On May 19, Bill Easterly and Laura Freschi announced that their blog Aid Watch was ending, after running about two years. I was shocked, and (after checking my calendar to make sure it was not April 1), dismayed.
Who else, I thought to myself,was going to call B.S. on the foibles and failings (and sometimes nearly criminal negligence) of certain aid agencies? Who else was going to relentlessly debunk the egomaniacal schemes of certain self-styled aid messiahs? Who else was going to have the guts to speak truth to power? Who else was going to remind us that so many new programs had been tried in the past, with disappointing if not disastrous results?
Who else, I asked myself, was going to demand each day that aid simply "benefit the poor?" Who else was going to point us toward new ways of providing aid that actually take into account what the poor want? Who else was going to contrast the failures of closed, top-down aid systems with the successes of open-access systems that provide fast, rich feedback systems? Who else was going to redefine the debate about aid?

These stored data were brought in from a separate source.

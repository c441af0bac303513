//! Error types for the override registry
//!
//! Registry operations fail in exactly one way: looking up a key whose base
//! was never registered. Extension loading has its own error type, but that
//! error never leaves [`OverrideRegistry::get`](crate::OverrideRegistry::get).
//! It degrades to the base value and is logged at debug level.

use crate::key::CapabilityKey;

/// Errors returned by registry operations
#[derive(Debug, Clone, PartialEq, Eq, thiserror::Error)]
pub enum RegistryError {
    /// No base implementation was ever registered for the key
    #[error("registry entry not found: {0}")]
    EntryNotFound(CapabilityKey),
}

impl RegistryError {
    /// Key that triggered the error
    #[inline]
    #[must_use]
    pub fn key(&self) -> &CapabilityKey {
        match self {
            Self::EntryNotFound(key) => key,
        }
    }
}

/// Extension load failure
///
/// Produced by [`ExtensionLoader`](crate::ExtensionLoader) implementations.
/// Swallowed at the registry boundary.
#[derive(Debug, Clone, PartialEq, Eq, thiserror::Error)]
pub enum LoadError {
    /// Nothing exists at the requested location
    #[error("extension not found at {location}")]
    Missing {
        /// Where the loader looked
        location: String,
    },

    /// Something exists but could not be read or decoded
    #[error("extension at {location} is invalid: {reason}")]
    Invalid {
        /// Where the loader looked
        location: String,
        /// Decoder message
        reason: String,
    },

    /// Loader-specific failure
    #[error("extension load failed: {0}")]
    Failed(String),
}

impl LoadError {
    /// Create missing-location error
    pub fn missing(location: impl Into<String>) -> Self {
        Self::Missing {
            location: location.into(),
        }
    }

    /// Create invalid-content error
    pub fn invalid(location: impl Into<String>, reason: impl ToString) -> Self {
        Self::Invalid {
            location: location.into(),
            reason: reason.to_string(),
        }
    }

    /// Create generic failure
    pub fn failed(reason: impl Into<String>) -> Self {
        Self::Failed(reason.into())
    }

    /// Whether the failure means "no extension here" rather than a broken one
    #[inline]
    #[must_use]
    pub fn is_missing(&self) -> bool {
        matches!(self, Self::Missing { .. })
    }
}

/// Invalid capability key
#[derive(Debug, Clone, PartialEq, Eq, thiserror::Error)]
pub enum KeyError {
    /// Key string was empty
    #[error("capability key must not be empty")]
    Empty,

    /// Key did not match `<namespace>:<name>`
    #[error("capability key is malformed: '{0}' (expected '<namespace>:<name>')")]
    Malformed(String),
}

/// Result type alias for registry operations
pub type RegistryResult<T> = Result<T, RegistryError>;

#[cfg(test)]
mod tests {
    use super::*;

    #[test]
    fn entry_not_found_display() {
        let key: CapabilityKey = "nonexistent:key".parse().unwrap();
        let err = RegistryError::EntryNotFound(key.clone());
        assert_eq!(err.to_string(), "registry entry not found: nonexistent:key");
        assert_eq!(err.key(), &key);
    }

    #[test]
    fn load_error_display() {
        let err = LoadError::missing("extensions/theme.json");
        assert_eq!(
            err.to_string(),
            "extension not found at extensions/theme.json"
        );
        assert!(err.is_missing());

        let err = LoadError::invalid("extensions/theme.json", "expected value at line 1");
        assert!(err.to_string().contains("is invalid"));
        assert!(!err.is_missing());
    }

    #[test]
    fn key_error_display() {
        assert_eq!(
            KeyError::Empty.to_string(),
            "capability key must not be empty"
        );
        assert!(KeyError::Malformed("core".into())
            .to_string()
            .contains("'core'"));
    }
}
//! Capability keys
//!
//! Provides [`CapabilityKey`], the stable `"<namespace>:<name>"` identifier a
//! swappable piece of behavior is registered under.

use crate::error::KeyError;
use once_cell::sync::Lazy;
use regex::Regex;
use serde::{Deserialize, Deserializer, Serialize, Serializer};
use std::fmt::{self, Display, Formatter};
use std::str::FromStr;
use std::sync::Arc;

static KEY_GRAMMAR: Lazy<Regex> = Lazy::new(|| {
    Regex::new(r"^([a-z0-9][a-z0-9_-]*):([A-Za-z0-9][A-Za-z0-9_.-]*)$")
        .expect("capability key grammar is a valid regex")
});

/// Identifier of a swappable capability
///
/// Cheap to clone. Ordering and hashing follow the full key string.
///
/// # Examples
/// - `core:logger`
/// - `core:http-client`
/// - `utils:formatDate`
#[derive(Debug, Clone, PartialEq, Eq, PartialOrd, Ord, Hash)]
pub struct CapabilityKey {
    raw: Arc<str>,
    split: usize,
}

impl CapabilityKey {
    /// Build a key from its two segments
    ///
    /// # Errors
    /// Returns [`KeyError`] when either segment is empty or contains
    /// characters outside the key grammar.
    pub fn new(namespace: &str, name: &str) -> Result<Self, KeyError> {
        format!("{namespace}:{name}").parse()
    }

    /// Namespace segment (`core` in `core:logger`)
    #[inline]
    #[must_use]
    pub fn namespace(&self) -> &str {
        &self.raw[..self.split]
    }

    /// Name segment (`logger` in `core:logger`)
    #[inline]
    #[must_use]
    pub fn name(&self) -> &str {
        &self.raw[self.split + 1..]
    }

    /// Full key string
    #[inline]
    #[must_use]
    pub fn as_str(&self) -> &str {
        &self.raw
    }

    /// Well-known key constructor; panics only on a malformed literal.
    fn known(raw: &'static str) -> Self {
        match raw.parse() {
            Ok(key) => key,
            Err(err) => unreachable!("well-known key literal {raw} is invalid: {err}"),
        }
    }
}

impl Display for CapabilityKey {
    fn fmt(&self, f: &mut Formatter<'_>) -> fmt::Result {
        f.pad(&self.raw)
    }
}

impl FromStr for CapabilityKey {
    type Err = KeyError;

    fn from_str(s: &str) -> Result<Self, Self::Err> {
        if s.is_empty() {
            return Err(KeyError::Empty);
        }

        let captures = KEY_GRAMMAR
            .captures(s)
            .ok_or_else(|| KeyError::Malformed(s.to_string()))?;
        let split = captures.get(1).map_or(0, |m| m.end());

        Ok(Self {
            raw: Arc::from(s),
            split,
        })
    }
}

impl TryFrom<&str> for CapabilityKey {
    type Error = KeyError;

    fn try_from(value: &str) -> Result<Self, Self::Error> {
        value.parse()
    }
}

impl AsRef<str> for CapabilityKey {
    fn as_ref(&self) -> &str {
        self.as_str()
    }
}

impl Serialize for CapabilityKey {
    fn serialize<S: Serializer>(&self, serializer: S) -> Result<S::Ok, S::Error> {
        serializer.serialize_str(self.as_str())
    }
}

impl<'de> Deserialize<'de> for CapabilityKey {
    fn deserialize<D: Deserializer<'de>>(deserializer: D) -> Result<Self, D::Error> {
        let raw = String::deserialize(deserializer)?;
        raw.parse().map_err(serde::de::Error::custom)
    }
}

/// Keys of the capabilities the application ships bases for
pub mod well_known {
    use super::CapabilityKey;

    /// Application logger
    #[must_use]
    pub fn logger() -> CapabilityKey {
        CapabilityKey::known("core:logger")
    }

    /// HTTP client
    #[must_use]
    pub fn http_client() -> CapabilityKey {
        CapabilityKey::known("core:http-client")
    }

    /// Query client defaults
    #[must_use]
    pub fn query_config() -> CapabilityKey {
        CapabilityKey::known("core:query-config")
    }

    /// UI theme provider
    #[must_use]
    pub fn ui_provider() -> CapabilityKey {
        CapabilityKey::known("core:ui-provider")
    }

    /// Navigation menu
    #[must_use]
    pub fn menu() -> CapabilityKey {
        CapabilityKey::known("core:config-menu")
    }

    /// Date formatting function
    #[must_use]
    pub fn format_date() -> CapabilityKey {
        CapabilityKey::known("utils:formatDate")
    }

    /// All well-known keys, in discovery order
    #[must_use]
    pub fn all() -> Vec<CapabilityKey> {
        vec![
            logger(),
            http_client(),
            query_config(),
            ui_provider(),
            menu(),
            format_date(),
        ]
    }
}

Aid Watch was controversial from the start. Bill and Laura did not hesitate to take on sensitive issues, and they did not cloak their criticisms in vague bureaucratic language. Typical evaluations of aid programs are dense and oblique, with shortcomings buried under mounds of data and jargon. After a couple hundred pages of analysis touting the benefits of a program, official evaluations often tip their hat to failure with a paragraph beginning "But challenges remain..." And then phase two of the same program begins with only a modest modification to a fundamentally failed design.
Aid Watch specialized in cutting through all of the obfuscation to say bluntly "This does not work. We should stop it now and do something else if we really care about helping the poor."
In their valedictory post, Bill and Laura promise that the work of Aid Watch will continue, with longer and more in-depth pieces under the guise of Aid Watch's parent - the Development Research Institute (DRI), at New York University, where Bill is Professor of Economics. I, for one, am very much looking forward to the next chapter of Aid Watch.